>>>
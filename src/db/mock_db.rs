#![allow(dead_code)]
use async_trait::async_trait;
use std::collections::{HashMap, HashSet};
use std::sync::Mutex;
use time::OffsetDateTime;
use uuid::Uuid;

use crate::billing::reconciler::Reconciliation;
use crate::db::billing_repository::BillingRepository;
use crate::db::event_log_repository::EventLogRepository;
use crate::models::{customer::PlanClaims, subscription::SubscriptionRecord};

pub struct MockBillingDb {
    /// stripe customer id -> user id
    pub customers: Mutex<HashMap<String, Uuid>>,
    pub subscriptions: Mutex<Vec<SubscriptionRecord>>,
    pub claims: Mutex<HashMap<Uuid, PlanClaims>>,
    pub claims_updates: Mutex<Vec<(Uuid, PlanClaims)>>,
    pub reconcile_calls: Mutex<usize>,
    pub should_fail: bool,
}

impl Default for MockBillingDb {
    fn default() -> Self {
        Self {
            customers: Mutex::new(HashMap::new()),
            subscriptions: Mutex::new(Vec::new()),
            claims: Mutex::new(HashMap::new()),
            claims_updates: Mutex::new(Vec::new()),
            reconcile_calls: Mutex::new(0),
            should_fail: false,
        }
    }
}

impl MockBillingDb {
    pub fn with_customer(self, customer_id: &str, user_id: Uuid) -> Self {
        self.customers
            .lock()
            .unwrap()
            .insert(customer_id.to_string(), user_id);
        self
    }

    pub fn with_subscription(self, record: SubscriptionRecord) -> Self {
        self.subscriptions.lock().unwrap().push(record);
        self
    }

    pub fn claims_for(&self, user_id: Uuid) -> Option<PlanClaims> {
        self.claims.lock().unwrap().get(&user_id).copied()
    }

    pub fn subscription(&self, subscription_id: &str) -> Option<SubscriptionRecord> {
        self.subscriptions
            .lock()
            .unwrap()
            .iter()
            .find(|s| s.id == subscription_id)
            .cloned()
    }
}

#[async_trait]
impl BillingRepository for MockBillingDb {
    async fn find_user_id_by_stripe_customer_id(
        &self,
        customer_id: &str,
    ) -> Result<Option<Uuid>, sqlx::Error> {
        if self.should_fail {
            return Err(sqlx::Error::Protocol("Mock DB failure".into()));
        }
        Ok(self.customers.lock().unwrap().get(customer_id).copied())
    }

    async fn upsert_stripe_customer(
        &self,
        user_id: Uuid,
        customer_id: &str,
    ) -> Result<(), sqlx::Error> {
        if self.should_fail {
            return Err(sqlx::Error::Protocol("Mock DB failure".into()));
        }
        self.customers
            .lock()
            .unwrap()
            .insert(customer_id.to_string(), user_id);
        Ok(())
    }

    async fn upsert_subscription(&self, record: &SubscriptionRecord) -> Result<(), sqlx::Error> {
        if self.should_fail {
            return Err(sqlx::Error::Protocol("Mock DB failure".into()));
        }
        let mut subs = self.subscriptions.lock().unwrap();
        if let Some(existing) = subs.iter_mut().find(|s| s.id == record.id) {
            let created_at = existing.created_at;
            let resolved_plan = existing.resolved_plan.clone();
            let resolved_plan_priority = existing.resolved_plan_priority;
            let superseded = existing.superseded;
            let last_reconciled_at = existing.last_reconciled_at;
            *existing = record.clone();
            existing.created_at = created_at;
            existing.resolved_plan = resolved_plan;
            existing.resolved_plan_priority = resolved_plan_priority;
            existing.superseded = superseded;
            existing.last_reconciled_at = last_reconciled_at;
        } else {
            subs.push(record.clone());
        }
        Ok(())
    }

    async fn list_subscriptions_for_customer(
        &self,
        customer_id: &str,
    ) -> Result<Vec<SubscriptionRecord>, sqlx::Error> {
        if self.should_fail {
            return Err(sqlx::Error::Protocol("Mock DB failure".into()));
        }
        Ok(self
            .subscriptions
            .lock()
            .unwrap()
            .iter()
            .filter(|s| s.stripe_customer_id == customer_id)
            .cloned()
            .collect())
    }

    async fn mark_subscription_canceled(
        &self,
        subscription_id: &str,
        canceled_at: OffsetDateTime,
    ) -> Result<Option<String>, sqlx::Error> {
        if self.should_fail {
            return Err(sqlx::Error::Protocol("Mock DB failure".into()));
        }
        let mut subs = self.subscriptions.lock().unwrap();
        if let Some(sub) = subs.iter_mut().find(|s| s.id == subscription_id) {
            sub.status = "canceled".into();
            sub.canceled_at = Some(canceled_at);
            sub.updated_at = canceled_at;
            Ok(Some(sub.stripe_customer_id.clone()))
        } else {
            Ok(None)
        }
    }

    async fn apply_reconciliation(
        &self,
        customer_id: &str,
        reconciliation: &Reconciliation,
        now: OffsetDateTime,
    ) -> Result<(), sqlx::Error> {
        if self.should_fail {
            return Err(sqlx::Error::Protocol("Mock DB failure".into()));
        }
        *self.reconcile_calls.lock().unwrap() += 1;
        let mut subs = self.subscriptions.lock().unwrap();
        for entry in &reconciliation.entries {
            if let Some(sub) = subs
                .iter_mut()
                .find(|s| s.id == entry.subscription_id && s.stripe_customer_id == customer_id)
            {
                sub.resolved_plan = Some(entry.plan.as_str().to_string());
                sub.resolved_plan_priority = Some(entry.priority);
                sub.superseded = entry.superseded;
                sub.last_reconciled_at = Some(now);
                sub.updated_at = now;
            }
        }
        Ok(())
    }

    async fn update_user_claims(
        &self,
        user_id: Uuid,
        claims: &PlanClaims,
    ) -> Result<(), sqlx::Error> {
        if self.should_fail {
            return Err(sqlx::Error::Protocol("Mock DB failure".into()));
        }
        self.claims.lock().unwrap().insert(user_id, *claims);
        self.claims_updates.lock().unwrap().push((user_id, *claims));
        Ok(())
    }
}

#[derive(Default)]
pub struct MockEventLog {
    pub seen: Mutex<HashSet<String>>,
}

#[async_trait]
impl EventLogRepository for MockEventLog {
    async fn has_processed_event(&self, event_id: &str) -> Result<bool, sqlx::Error> {
        Ok(self.seen.lock().unwrap().contains(event_id))
    }

    async fn record_event(&self, event_id: &str) -> Result<(), sqlx::Error> {
        self.seen.lock().unwrap().insert(event_id.to_string());
        Ok(())
    }
}
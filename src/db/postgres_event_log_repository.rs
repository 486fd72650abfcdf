use async_trait::async_trait;
use sqlx::{PgPool, Postgres};

use crate::db::event_log_repository::EventLogRepository;

pub struct PostgresEventLogRepository {
    pub pool: PgPool,
}

#[async_trait]
impl EventLogRepository for PostgresEventLogRepository {
    async fn has_processed_event(&self, event_id: &str) -> Result<bool, sqlx::Error> {
        let exists = sqlx::query_scalar::<Postgres, i32>(
            "SELECT 1 FROM stripe_event_log WHERE event_id = $1",
        )
        .bind(event_id)
        .fetch_optional(&self.pool)
        .await?
        .is_some();

        Ok(exists)
    }

    async fn record_event(&self, event_id: &str) -> Result<(), sqlx::Error> {
        sqlx::query::<Postgres>(
            r#"
            INSERT INTO stripe_event_log (event_id)
            VALUES ($1)
            ON CONFLICT (event_id) DO NOTHING
            "#,
        )
        .bind(event_id)
        .execute(&self.pool)
        .await?;

        Ok(())
    }
}
use serde::{Deserialize, Serialize};
use sqlx::FromRow;
use time::OffsetDateTime;
use uuid::Uuid;

use crate::models::plan::PlanTier;

/// Mapping between an application user and their Stripe customer. One per
/// user; the customer id is what webhook payloads carry.
#[derive(Debug, Clone, FromRow, Serialize, Deserialize)]
pub struct StripeCustomerRecord {
    pub user_id: Uuid,
    pub stripe_customer_id: String,
    pub created_at: OffsetDateTime,
}

/// Access claims written onto the user record after reconciliation. Field
/// names follow the token contract consumed by clients.
#[derive(Debug, Clone, Copy, PartialEq, Eq, Serialize, Deserialize)]
#[serde(rename_all = "camelCase")]
pub struct PlanClaims {
    pub plan: PlanTier,
    pub stripe_active: bool,
    pub stripe_past_due: bool,
}

impl PlanClaims {
    pub fn free() -> Self {
        Self {
            plan: PlanTier::Free,
            stripe_active: false,
            stripe_past_due: false,
        }
    }
}
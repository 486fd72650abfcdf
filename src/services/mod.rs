pub mod stripe;
// NOTE: async-stripe is compiled with a minimal feature set (runtime-tokio-hyper, billing,
// checkout, webhook-events, and connect to satisfy webhook payload types). Touching APIs outside
// those features will require updating Cargo.toml explicitly so we keep compile times and binary
// size in check.
use async_trait::async_trait;
use serde::{Deserialize, Serialize};

#[derive(Debug, thiserror::Error)]
pub enum StripeGatewayError {
    #[error("stripe api error: {0}")]
    Api(String),
    #[error("webhook verification failed: {0}")]
    Webhook(String),
    #[error("not found: {0}")]
    NotFound(String),
    #[error("config error: {0}")]
    Config(String),
    #[error("serialization error: {0}")]
    Serde(String),
    #[error("other error: {0}")]
    Other(String),
}

impl From<stripe::StripeError> for StripeGatewayError {
    fn from(err: stripe::StripeError) -> Self {
        StripeGatewayError::Api(err.to_string())
    }
}

impl From<stripe::WebhookError> for StripeGatewayError {
    fn from(err: stripe::WebhookError) -> Self {
        StripeGatewayError::Webhook(err.to_string())
    }
}

#[derive(Clone, Debug, Serialize, Deserialize)]
pub struct StripeEvent {
    pub id: String,
    pub r#type: String,
    pub payload: serde_json::Value,
}

/// Subscription fields the synchronizer persists. Mapped once at the gateway
/// boundary so the rest of the service never touches SDK types.
#[derive(Clone, Debug, Serialize, Deserialize)]
pub struct SubscriptionInfo {
    pub id: String,
    /// Stripe customer id (`cus_...`) the subscription belongs to.
    pub customer: String,
    pub status: String,
    pub price_id: Option<String>,
    pub currency: Option<String>,
    /// Unit amount of the subscription's price, in minor currency units.
    pub amount_due: Option<i64>,
    /// Unix timestamp (seconds) when the current period started
    pub current_period_start: Option<i64>,
    /// Unix timestamp (seconds) when the current period ends
    pub current_period_end: Option<i64>,
    pub cancel_at_period_end: bool,
    pub canceled_at: Option<i64>,
    pub trial_end: Option<i64>,
}

#[async_trait]
pub trait StripeGateway: Send + Sync {
    fn verify_webhook(
        &self,
        payload: &[u8],
        signature_header: &str,
    ) -> Result<StripeEvent, StripeGatewayError>;

    async fn retrieve_subscription(
        &self,
        subscription_id: &str,
    ) -> Result<SubscriptionInfo, StripeGatewayError>;

    async fn set_subscription_cancel_at_period_end(
        &self,
        subscription_id: &str,
        cancel_at_period_end: bool,
    ) -> Result<SubscriptionInfo, StripeGatewayError>;
}

mod live;
mod mock;

pub use live::LiveStripeGateway;
pub use mock::MockStripeGateway;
<<<
*EXERCISE:*
Please show, exactly as written, every line above that contains the word "HashSet".

*REPLY:*
use std::collections::{HashMap, HashSet};
    pub seen: Mutex<HashSet<String>>,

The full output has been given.